I’m not the OP, but in our case, we sometimes want data locality. For example, 
suppose that we have 100 consumers that are building up a cache of customer -> 
data mapping. If customer data is spread randomly across all partitions then a 
query for that customer’s data would have to hit all 100 consumers.

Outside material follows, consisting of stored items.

//! Unified logging system
//!
//! Provides structured logging with performance monitoring and configurable output

use serde::{Deserialize, Serialize};
use std::io;
use tracing_subscriber::{
    fmt::{self, format::FmtSpan},
    layer::SubscriberExt,
    util::SubscriberInitExt,
    EnvFilter,
};

/// Logging configuration
#[derive(Debug, Clone, Serialize, Deserialize)]
pub struct LoggingConfig {
    /// Log level (trace, debug, info, warn, error)
    pub level: String,
    /// Output format (json, pretty, compact)
    pub format: LogFormat,
    /// Whether to include file and line information
    pub include_location: bool,
    /// Whether to include thread information
    pub include_thread: bool,
    /// Whether to enable performance monitoring spans
    pub enable_performance_monitoring: bool,
    /// Custom filter directives
    pub filter_directives: Vec<String>,
}

#[derive(Debug, Clone, Serialize, Deserialize)]
pub enum LogFormat {
    Json,
    Pretty,
    Compact,
}

impl Default for LoggingConfig {
    fn default() -> Self {
        Self {
            level: "info".to_string(),
            format: LogFormat::Compact,
            include_location: false,
            include_thread: false,
            enable_performance_monitoring: false,
            filter_directives: vec![
                "repomap_core=info".to_string(),
                "repomap_repo=info".to_string(),
                "repomap_graph=info".to_string(),
                "repomap_layout=info".to_string(),
                "repomap_analysis=info".to_string(),
            ],
        }
    }
}

/// Initialize the logging system
pub fn init_logging(
    config: &LoggingConfig,
) -> Result<(), Box<dyn std::error::Error + Send + Sync>> {
    let mut filter =
        EnvFilter::try_from_default_env().unwrap_or_else(|_| EnvFilter::new(&config.level));

    // Add custom filter directives
    for directive in &config.filter_directives {
        filter = filter.add_directive(directive.parse()?);
    }

    let registry = tracing_subscriber::registry().with(filter);

    let span_events = if config.enable_performance_monitoring {
        FmtSpan::CLOSE
    } else {
        FmtSpan::NONE
    };

    match config.format {
        LogFormat::Json => {
            let fmt_layer = fmt::layer()
                .json()
                .with_span_events(span_events)
                .with_file(config.include_location)
                .with_line_number(config.include_location)
                .with_thread_ids(config.include_thread)
                .with_writer(io::stderr);
            registry.with(fmt_layer).init();
        }
        LogFormat::Pretty => {
            let fmt_layer = fmt::layer()
                .pretty()
                .with_span_events(span_events)
                .with_file(config.include_location)
                .with_line_number(config.include_location)
                .with_thread_ids(config.include_thread)
                .with_writer(io::stderr);
            registry.with(fmt_layer).init();
        }
        LogFormat::Compact => {
            let fmt_layer = fmt::layer()
                .compact()
                .with_span_events(span_events)
                .with_file(config.include_location)
                .with_line_number(config.include_location)
                .with_thread_ids(config.include_thread)
                .with_writer(io::stderr);
            registry.with(fmt_layer).init();
        }
    }

    Ok(())
}

/// Performance monitoring utilities
pub mod performance {
    use std::time::Instant;
    use tracing::{info_span, Instrument};

    /// Measure and log execution time of an async operation
    pub async fn measure_async<F, T>(operation_name: &str, future: F) -> T
    where
        F: std::future::Future<Output = T>,
    {
        let span = info_span!("performance", operation = operation_name);
        let start = Instant::now();

        let result = future.instrument(span).await;

        let duration = start.elapsed();
        tracing::info!(
            target: "performance",
            operation = operation_name,
            duration_ms = duration.as_millis(),
            "Operation completed"
        );

        result
    }
}

/// Logging macros for common patterns
#[macro_export]
macro_rules! log_operation_start {
    ($operation:expr) => {
        tracing::info!(
            operation = $operation,
            "Starting operation"
        );
    };
    ($operation:expr, $($field:tt)*) => {
        tracing::info!(
            operation = $operation,
            $($field)*,
            "Starting operation"
        );
    };
}

#[macro_export]
macro_rules! log_operation_success {
    ($operation:expr) => {
        tracing::info!(
            operation = $operation,
            "Operation completed successfully"
        );
    };
    ($operation:expr, $($field:tt)*) => {
        tracing::info!(
            operation = $operation,
            $($field)*,
            "Operation completed successfully"
        );
    };
}

#[macro_export]
macro_rules! log_operation_error {
    ($operation:expr, $error:expr) => {
        tracing::error!(
            operation = $operation,
            error = %$error,
            "Operation failed"
        );
    };
    ($operation:expr, $error:expr, $($field:tt)*) => {
        tracing::error!(
            operation = $operation,
            error = %$error,
            $($field)*,
            "Operation failed"
        );
    };
}

#[cfg(test)]
mod tests {
    use super::*;

    // Builds (but does not install) a subscriber for every output format
    #[test]
    fn all_output_formats_build_a_subscriber() {
        let _json = tracing_subscriber::registry()
            .with(fmt::layer().json().with_writer(io::stderr));
        let _pretty = tracing_subscriber::registry()
            .with(fmt::layer().pretty().with_writer(io::stderr));
        let _compact = tracing_subscriber::registry()
            .with(fmt::layer().compact().with_writer(io::stderr));
    }
}
//! Graph projector
//!
//! Flattens a repository tree into node and edge lists for the force layout.
//! The traversal is pre-order over the tree's already-sorted children, so the
//! output order is stable across calls: re-renders without data changes are
//! visually stable modulo the physics simulation.

use crate::palette::{file_color, DIRECTORY_COLOR};
use crate::tree::{NodeKind, TreeNode};
use serde::{Deserialize, Serialize};

/// Projection of one tree node for layout purposes
#[derive(Debug, Clone, Serialize, Deserialize)]
pub struct GraphNode {
    /// Shared with the tree node
    pub id: String,
    pub name: String,
    pub kind: NodeKind,
    pub extension: String,
    /// Root is depth 0
    pub depth: usize,
    /// Visual radius, attenuated by depth
    pub radius: f32,
    /// Fill color from the extension palette (fixed hue for directories)
    pub color: String,
    /// Position, owned by the layout engine while a simulation runs
    pub x: f32,
    pub y: f32,
    /// Pinned position set on drag-start and cleared on drag-end
    pub fx: Option<f32>,
    pub fy: Option<f32>,
}

/// Directed parent→child edge with spring hints
#[derive(Debug, Clone, Serialize, Deserialize)]
pub struct GraphEdge {
    pub source: String,
    pub target: String,
    /// Target spring length; grows with depth so deeper subtrees spread out
    pub distance: f32,
    pub strength: f32,
}

/// Node and edge lists produced by one projection
#[derive(Debug, Clone, Default, Serialize, Deserialize)]
pub struct GraphData {
    pub nodes: Vec<GraphNode>,
    pub edges: Vec<GraphEdge>,
}

impl GraphData {
    pub fn node_index(&self, id: &str) -> Option<usize> {
        self.nodes.iter().position(|n| n.id == id)
    }
}

// Presentation tuning. Radii must be monotone non-increasing in depth and
// strictly larger for directories than for same-depth files.
const DIRECTORY_BASE_RADIUS: f32 = 18.0;
const DIRECTORY_RADIUS_STEP: f32 = 1.5;
const DIRECTORY_MIN_RADIUS: f32 = 9.0;
const FILE_BASE_RADIUS: f32 = 11.0;
const FILE_RADIUS_STEP: f32 = 1.0;
const FILE_MIN_RADIUS: f32 = 5.0;

const BASE_LINK_DISTANCE: f32 = 50.0;
const LINK_DISTANCE_STEP: f32 = 20.0;
const LINK_STRENGTH: f32 = 0.7;

fn node_radius(kind: NodeKind, depth: usize) -> f32 {
    match kind {
        NodeKind::Directory => {
            (DIRECTORY_BASE_RADIUS - DIRECTORY_RADIUS_STEP * depth as f32).max(DIRECTORY_MIN_RADIUS)
        }
        NodeKind::File => (FILE_BASE_RADIUS - FILE_RADIUS_STEP * depth as f32).max(FILE_MIN_RADIUS),
    }
}

fn node_color(node: &TreeNode) -> String {
    match node.kind {
        NodeKind::Directory => DIRECTORY_COLOR.to_string(),
        NodeKind::File => file_color(&node.extension).to_string(),
    }
}

/// Project a tree into `(nodes, edges)` with the default depth spread.
///
/// One node per tree node; one edge per non-root node, from its parent.
pub fn project_to_graph(root: &TreeNode) -> GraphData {
    project_with_link_step(root, LINK_DISTANCE_STEP)
}

/// Projection with a caller-supplied per-depth spring length increment,
/// the layout configuration's tuning knob
pub fn project_with_link_step(root: &TreeNode, link_distance_step: f32) -> GraphData {
    let mut graph = GraphData::default();

    // Explicit pre-order stack; children pushed in reverse keeps pop order
    // equal to the tree's sorted order.
    let mut stack: Vec<(&TreeNode, usize, Option<&str>)> = vec![(root, 0, None)];

    while let Some((node, depth, parent_id)) = stack.pop() {
        graph.nodes.push(GraphNode {
            id: node.id.clone(),
            name: node.name.clone(),
            kind: node.kind,
            extension: node.extension.clone(),
            depth,
            radius: node_radius(node.kind, depth),
            color: node_color(node),
            x: 0.0,
            y: 0.0,
            fx: None,
            fy: None,
        });

        if let Some(parent_id) = parent_id {
            graph.edges.push(GraphEdge {
                source: parent_id.to_string(),
                target: node.id.clone(),
                distance: BASE_LINK_DISTANCE + link_distance_step * depth as f32,
                strength: LINK_STRENGTH,
            });
        }

        for child in node.children.iter().rev() {
            stack.push((child, depth + 1, Some(node.id.as_str())));
        }
    }

    graph
}

#[cfg(test)]
mod tests {
    use super::*;

    fn leaf(id: &str, name: &str) -> TreeNode {
        TreeNode {
            id: id.to_string(),
            name: name.to_string(),
            kind: NodeKind::File,
            extension: crate::tree::file_extension(name),
            children: vec![],
            expanded: false,
        }
    }

    fn dir(id: &str, name: &str, children: Vec<TreeNode>) -> TreeNode {
        TreeNode {
            id: id.to_string(),
            name: name.to_string(),
            kind: NodeKind::Directory,
            extension: String::new(),
            children,
            expanded: false,
        }
    }

    #[test]
    fn radii_are_monotone_and_directory_dominant() {
        for depth in 0..10 {
            assert!(node_radius(NodeKind::Directory, depth) >= node_radius(NodeKind::Directory, depth + 1));
            assert!(node_radius(NodeKind::File, depth) >= node_radius(NodeKind::File, depth + 1));
            assert!(
                node_radius(NodeKind::Directory, depth) > node_radius(NodeKind::File, depth),
                "directory must out-size same-depth file at depth {}",
                depth
            );
        }
    }

    #[test]
    fn preorder_emits_parents_before_children() {
        let tree = dir(
            "",
            "repo",
            vec![dir("src", "src", vec![leaf("src/a.ts", "a.ts")])],
        );
        let graph = project_to_graph(&tree);

        let ids: Vec<&str> = graph.nodes.iter().map(|n| n.id.as_str()).collect();
        assert_eq!(ids, vec!["", "src", "src/a.ts"]);
        assert_eq!(graph.edges.len(), 2);
        assert_eq!(graph.edges[0].source, "");
        assert_eq!(graph.edges[0].target, "src");
    }

    #[test]
    fn edge_distance_grows_with_depth() {
        let tree = dir(
            "",
            "repo",
            vec![dir("a", "a", vec![dir("a/b", "b", vec![leaf("a/b/c.rs", "c.rs")])])],
        );
        let graph = project_to_graph(&tree);
        let distances: Vec<f32> = graph.edges.iter().map(|e| e.distance).collect();
        for pair in distances.windows(2) {
            assert!(pair[1] > pair[0]);
        }
    }

    #[test]
    fn link_step_widens_the_depth_spread() {
        let tree = dir(
            "",
            "repo",
            vec![dir("a", "a", vec![leaf("a/b.rs", "b.rs")])],
        );
        let narrow = project_with_link_step(&tree, 5.0);
        let wide = project_with_link_step(&tree, 50.0);

        let spread = |g: &GraphData| g.edges[1].distance - g.edges[0].distance;
        assert_eq!(spread(&narrow), 5.0);
        assert_eq!(spread(&wide), 50.0);
    }
}
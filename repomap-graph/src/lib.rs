//! Repomap Graph - Tree and graph model
//!
//! Builds the repository tree from fetched contents, projects it to a
//! force-directed graph model, and provides the pure view computations
//! (filters, hover sets, statistics) the presentation layer renders from.

pub mod filter;
pub mod palette;
pub mod project;
pub mod stats;
pub mod tree;
pub mod view;

pub use filter::{KindSelector, NodeFilter, DIMMED_OPACITY};
pub use repomap_repo::{EntryKind, RepoEntry};
pub use palette::{file_color, ACCENT_COLOR, DEFAULT_FILE_COLOR, DIRECTORY_COLOR};
pub use project::{project_to_graph, project_with_link_step, GraphData, GraphEdge, GraphNode};
pub use stats::{compute_stats, RepoStats};
pub use tree::{build_tree, file_extension, NodeKind, TreeNode};
pub use view::{connection_count, inspect, neighbor_set, resolve_style, Camera, NodeDetails, NodeStyle};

If customer 
data exhibits some locality, then queries for that data only hit a subset of 
consumers.

Wes


> On May 3, 2016, at 11:18 AM, Tauzell, Dave <dave.tauz...@surescripts.com> 
> wrote:
> 
> Do you need the messages to be ordered in some way?   Why pass a key if you 
> don't want all the messages to go to one partition?
> 
> -Dave
> 
> Dave Tauzell | Senior Software Engineer | Surescripts
> O: 651.855.3042 | www.surescripts.com <http://www.surescripts.com/> |   
> dave.tauz...@surescripts.com <mailto:dave.tauz...@surescripts.com>
> Connect with us: Twitter I LinkedIn I Facebook I YouTube
> 
> 
> -----Original Message-----
> From: Wesley Chow [mailto:w...@chartbeat.com <mailto:w...@chartbeat.com>]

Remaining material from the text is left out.